Before you can start the process, you have to ask yourself the following questions (not exhaustive):

  1. Is there consistency in metrics historically through to the current day? Are the same systems being used? Are the same queries being used?
  2. Historically, has the department been under-resourced, over-resourced, or balanced against inbound demand for support?
  3. Are Service Level Agreements (SLAs) agreed upon and known by staff and/or customers (eg. “Support strives to respond to all inbound tickets within 1 Business Day and will work to resolve issues within 3 Business Days”)? Will there be any changes to the established SLAs in the future?
  4. What are the hours of operation for support?
  5. What are the channels of support (tickets, chat, social media, phone)?
  6. Will the current tracked Key Performance Indicators (KPIs) remain prioritized? What are the goals, and have you consistently met them? First Response Time (FRT), First Contact Resolution (FCR), Average Handle Time (AHT), Customer Satisfaction (CSAT), etc.
  7. What are the categories of inbound contacts? Do specific categories require escalation? What are average KPI metrics for each category? What percentage of total volume is each category?
  8. Has a sales forecast been completed and does it include sales for both current and future products?
  9. For future products, are potential contact drivers (causes for inbound support inquiries) understood? If so, is this due to an expected failure rate? Is that rate understood and agreed upon cross-functionally?
  10. Are contact mitigations in-place (knowledge base articles, troubleshooting guides, federated search, etc.)? If so, are success rates known?
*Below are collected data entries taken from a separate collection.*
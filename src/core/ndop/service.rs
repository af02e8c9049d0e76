//! NDOP reconciliation service
//!
//! The send path remembers each batch in the tracking cache under the
//! control-file correlation ID. The retrieve path resolves a data file back
//! to its batch in two hops: file base name to correlation ID (written when
//! the control file arrives), then correlation ID to NHS numbers. A miss on
//! either hop leaves the message unacknowledged.

use crate::adapters::cache::{get_json, put_json, InMemoryTrackingCache, TrackingCache};
use crate::adapters::fhir::{ConvertDataRequest, DataHubFhirClient, FhirStore, TemplateInfo};
use crate::adapters::mesh::{HttpMailbox, MeshExchange, NdopMeshClient};
use crate::adapters::mesh::control::parse_local_id;
use crate::config::BridgeConfig;
use crate::core::ndop::convert;
use crate::domain::message::{classify_filename, file_base_name, MessageKind, MeshMessage};
use crate::domain::{
    BridgeError, Result, FHIR_SERVER_MAX_PAGE_SIZE, NDOP_MESH_FILE_NAME_PREFIX,
};
use std::sync::Arc;
use std::time::Duration;
use tokio::sync::watch;

/// Consent reconciliation against NDOP over MESH.
pub struct NdopService {
    mesh: Arc<dyn MeshExchange>,
    fhir: Arc<dyn FhirStore>,
    cache: Arc<dyn TrackingCache>,
    page_size: usize,
    tracking_ttl: Duration,
}

impl NdopService {
    pub fn new(
        mesh: Arc<dyn MeshExchange>,
        fhir: Arc<dyn FhirStore>,
        cache: Arc<dyn TrackingCache>,
        page_size: usize,
        tracking_ttl: Duration,
    ) -> Self {
        Self {
            mesh,
            fhir,
            cache,
            page_size,
            tracking_ttl,
        }
    }

    /// Wire up the service from configuration with real transport clients.
    pub fn from_config(config: &BridgeConfig) -> Result<Self> {
        let mailbox = Arc::new(HttpMailbox::new(&config.mesh.ndop)?);
        let mesh = Arc::new(NdopMeshClient::new(mailbox, config.mesh.ndop.clone()));
        let fhir = Arc::new(DataHubFhirClient::new(&config.fhir)?);
        let cache = Arc::new(InMemoryTrackingCache::new());
        Ok(Self::new(
            mesh,
            fhir,
            cache,
            FHIR_SERVER_MAX_PAGE_SIZE,
            Duration::from_secs(config.cache.ttl_hours * 3600),
        ))
    }

    /// Page through the hub's patients and send each page as a check file,
    /// remembering the batch under its correlation ID.
    ///
    /// A conversion or cache failure aborts the run; a transport failure
    /// skips only the affected page. An empty page sends nothing.
    pub async fn send_mesh_messages(&self, cancel: &watch::Receiver<bool>) -> Result<()> {
        tracing::info!("Sending NDOP check requests to MESH");

        let mut bundle = self.fhir.search_patients(self.page_size).await?;
        tracing::info!(
            count = bundle.entry.len(),
            "Resources returned when searching data hub FHIR service"
        );

        loop {
            if *cancel.borrow() {
                tracing::info!("Cancellation requested while sending NDOP check requests");
                return Ok(());
            }

            let converted = convert::bundle_to_csv(&bundle)?;
            tracing::info!("Patient bundle converted to CSV");

            if !converted.csv.is_empty() {
                match self.mesh.send_message(&converted.csv).await {
                    Ok(sent) => {
                        tracing::info!(message_id = %sent.message_id, "Message sent to MESH");
                        if let Some(tracking_id) = sent.tracking_id {
                            put_json(
                                self.cache.as_ref(),
                                &tracking_id,
                                &converted.nhs_numbers,
                                self.tracking_ttl,
                            )
                            .await?;
                        }
                    }
                    Err(e) => {
                        tracing::error!(error = %e, "Failed to send message to MESH");
                    }
                }
            }

            if bundle.entry.len() < self.page_size {
                break;
            }

            bundle = match self.fhir.continue_search(&bundle).await {
                Ok(next) => next,
                Err(e) => {
                    tracing::error!(error = %e, "Search of data hub FHIR service failed");
                    break;
                }
            };
        }

        Ok(())
    }

    /// Drain the NDOP mailbox, folding each data message into the hub.
    pub async fn retrieve_mesh_messages(&self, cancel: &watch::Receiver<bool>) -> Result<()> {
        tracing::info!("Checking for NDOP messages in MESH");

        let message_ids = self.mesh.list_messages().await?;
        tracing::info!(count = message_ids.len(), "Retrieved NDOP messages from MESH");

        for (index, message_id) in message_ids.iter().enumerate() {
            if *cancel.borrow() {
                tracing::info!(
                    message_id = %message_id,
                    position = index + 1,
                    total = message_ids.len(),
                    "Cancellation requested while processing messages"
                );
                return Ok(());
            }

            if let Err(e) = self.process_message(message_id).await {
                tracing::error!(
                    message_id = %message_id,
                    error = %e,
                    "Failed to retrieve and process MESH message"
                );
                continue;
            }

            tracing::info!(message_id = %message_id, "MESH message has been processed");
            match self.mesh.acknowledge_message(message_id).await {
                Ok(true) => {
                    tracing::info!(message_id = %message_id, "Message acknowledged in MESH");
                }
                Ok(false) => {
                    tracing::error!(message_id = %message_id, "Failed to acknowledge MESH message");
                }
                Err(e) => {
                    tracing::error!(
                        message_id = %message_id,
                        error = %e,
                        "Failed to acknowledge MESH message"
                    );
                }
            }
        }

        Ok(())
    }

    async fn process_message(&self, message_id: &str) -> Result<()> {
        let message = self.mesh.retrieve_message(message_id).await?;
        tracing::info!(message_id = %message_id, "Message retrieved from MESH");

        if message.content.is_empty() {
            tracing::debug!(message_id = %message_id, "Got empty message from MESH");
            return Ok(());
        }

        let file_name = message.file_name().unwrap_or_default().to_string();
        match classify_filename(&file_name, NDOP_MESH_FILE_NAME_PREFIX) {
            MessageKind::Control => self.process_control_message(&message, &file_name).await,
            MessageKind::Data => self.process_data_message(&message, &file_name).await,
            MessageKind::Trace => {
                tracing::debug!(
                    message_id = %message_id,
                    content = %message.content_utf8(),
                    "Got a trace message without actual data"
                );
                Ok(())
            }
        }
    }

    /// Record the control file's correlation ID against the shared base name.
    ///
    /// A malformed control file is acknowledged anyway: it will not parse
    /// any better on the next run. A cache write failure is transient, so
    /// the message stays in the inbox.
    async fn process_control_message(&self, message: &MeshMessage, file_name: &str) -> Result<()> {
        let content = message.content_utf8();

        let local_id = match parse_local_id(&content) {
            Ok(local_id) => local_id,
            Err(e) => {
                tracing::warn!(
                    message_id = %message.id,
                    file_name = %file_name,
                    error = %e,
                    "Discarding malformed control file"
                );
                return Ok(());
            }
        };

        put_json(
            self.cache.as_ref(),
            file_base_name(file_name),
            &local_id,
            self.tracking_ttl,
        )
        .await?;

        tracing::debug!(
            message_id = %message.id,
            tracking_id = %local_id,
            "Control file correlation recorded"
        );
        Ok(())
    }

    async fn process_data_message(&self, message: &MeshMessage, file_name: &str) -> Result<()> {
        let sent_nhs_numbers = self.recall_batch(file_base_name(file_name)).await?;
        tracing::info!(message_id = %message.id, "Request data for MESH message was found in cache");

        let json = convert::csv_to_consents(&message.content_utf8(), &sent_nhs_numbers)?;
        tracing::info!(message_id = %message.id, "Message converted to JSON");

        let bundle = self
            .fhir
            .convert_data(ConvertDataRequest {
                input_data: json,
                template: TemplateInfo::for_ndop_mesh_consent(),
            })
            .await?;
        tracing::info!(message_id = %message.id, "Message converted to FHIR bundle");

        self.fhir.transaction(bundle).await?;
        Ok(())
    }

    /// Resolve a data file back to the NHS numbers originally sent.
    async fn recall_batch(&self, base_name: &str) -> Result<Vec<String>> {
        let tracking_id: String = get_json(self.cache.as_ref(), base_name)
            .await?
            .ok_or_else(|| {
                BridgeError::Correlation(format!(
                    "correlation ID for MESH file {base_name} could not be found in cache"
                ))
            })?;

        let nhs_numbers: Vec<String> = get_json(self.cache.as_ref(), &tracking_id)
            .await?
            .unwrap_or_default();

        if nhs_numbers.is_empty() {
            return Err(BridgeError::Correlation(format!(
                "request data for MESH file {base_name} could not be found in cache"
            )));
        }

        Ok(nhs_numbers)
    }
}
Have your eyes glazed over yet? Still with me? I know it’s easy to get lost in the details, but as someone who obsesses over numbers and metrics due to a love of taking quantitative data and telling a qualitative story, I get giddy when sharing this topic with others. It’s absolutely possible to build a quality calculator with fewer data points, but the more data you use, the more accurate you can be. The more accurate you are, the finer you can dial in budgetary requirements and projected spend.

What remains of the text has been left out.